Static Hash Files - Different Types - What's the difference

Post questions here relative to DataStage Server Edition for such areas as Server job design, DS Basic, Routines, Job Sequences, etc.

Moderators: chulett, rschirm, roy

Post Reply
MukundShastri
Premium Member
Premium Member
Posts: 103
Joined: Tue Oct 14, 2003 4:07 am

Static Hash Files - Different Types - What's the difference

Post by MukundShastri »

In Hahs file stage when checked on "Create File" option on "input" tab and clicked on "options" tab, we see various file types . Out of these I presume , Type2(Hashed) to Type18(Hashed) are ths static hash file types.
Can anybody inform what is the difference between these 17 types of Static Hash Files ??

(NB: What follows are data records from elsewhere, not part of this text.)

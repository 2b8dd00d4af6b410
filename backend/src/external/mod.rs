//! External API integrations

pub mod backoffice;

pub use backoffice::{BackofficeApi, RestBackofficeClient};
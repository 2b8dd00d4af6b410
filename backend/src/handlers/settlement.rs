//! Settlement HTTP handlers

use axum::{
    extract::{Path, Query, State},
    http::StatusCode,
    response::IntoResponse,
    Json,
};
use serde::Deserialize;
use shared::SettlementInput;
use uuid::Uuid;

use crate::middleware::Session;
use crate::services::SettlementService;
use crate::AppState;

#[derive(Debug, Deserialize)]
#[serde(rename_all = "camelCase")]
pub struct OpenLoadsQuery {
    pub seller_id: Option<Uuid>,
}

/// Open daily loads awaiting settlement
pub async fn list_open_loads(
    State(state): State<AppState>,
    session: Session,
    Query(query): Query<OpenLoadsQuery>,
) -> impl IntoResponse {
    let service = SettlementService::new(state.api.clone(), state.close_guard.clone());

    match service.list_open_loads(&session, query.seller_id).await {
        Ok(loads) => (StatusCode::OK, Json(serde_json::json!({ "loads": loads }))).into_response(),
        Err(e) => e.into_response(),
    }
}

/// Preview a settlement without closing the load
pub async fn preview_settlement(
    State(state): State<AppState>,
    session: Session,
    Path(load_id): Path<Uuid>,
    Json(input): Json<SettlementInput>,
) -> impl IntoResponse {
    let service = SettlementService::new(state.api.clone(), state.close_guard.clone());

    match service.preview(&session, load_id, input).await {
        Ok(preview) => (StatusCode::OK, Json(preview)).into_response(),
        Err(e) => e.into_response(),
    }
}

/// Close a daily load (liquidación)
pub async fn close_load(
    State(state): State<AppState>,
    session: Session,
    Path(load_id): Path<Uuid>,
    Json(input): Json<SettlementInput>,
) -> impl IntoResponse {
    let service = SettlementService::new(state.api.clone(), state.close_guard.clone());

    match service.close(&session, load_id, input).await {
        Ok(outcome) => (StatusCode::OK, Json(outcome)).into_response(),
        Err(e) => e.into_response(),
    }
}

Also There is Type 25(B-Tree) file, which has name suggests is not using Hashing algorithm and do not belong to either static or dynamic hash file types. It is using B-Tree indexing as in Oracle. Please correct my understanding here.


Thanks and Regards

Mukund Shastri
gherbert
Participant
Posts: 9
Joined: Mon Mar 29, 2004 7:58 am
Location: Westboro, MA

Here's a definition of the different types...

Post by gherbert »

A file type is specified as an integer in the range 2 through 18. Each file type defines a particular algorithm applied to the (significant chars of the) primary key of each record to determine the group into which the record/data is written.

Type and Usage:
2 Static Modulo. Hashed. Wholly numeric and significant in the last 8 chars.
3 Static Modulo. Hashed. Like #2 but contains delimiter chars (* - / etc).
4 Static Modulo. Hashed. Wholly alphabetic and significant in the last 5 chars.
5 Static Modulo. Hashed. Like #4 but with the full range of ASCII chars.
6 Static Modulo. Hashed. Wholly numeric and significant in the first 8 chars.
7 Static Modulo. Hashed. Like #6 but contains delimiter chars.
8 Static Modulo. Hashed. Wholly alphabetic and significant in the first 5 chars.
9 Static Modulo. Hashed. ASCII chars and significant in the first 4 chars.
10 Static Modulo. Hashed. Wholly numeric and significant in the last 20 chars.
11 Static Modulo. Hashed. Like #10 but contains delimiter chars.
12 Static Modulo. Hashed. Wholly alphabetic and significant in the last 16 chars.
13 Static Modulo. Hashed. Like #12 but contains delimiter chars.
14 Static Modulo. Hashed. Wholly numeric, all characters significant.
15 Static Modulo. Hashed. Like #14, but contains delimiter chars.
16 Static Modulo. Hashed. Wholly alphabetic, all characters significant.
17 Static Modulo. Hashed. Like #16, but contains ASCII chars.
18 Static Modulo. Hashed. Arbitrary for, all characters significant.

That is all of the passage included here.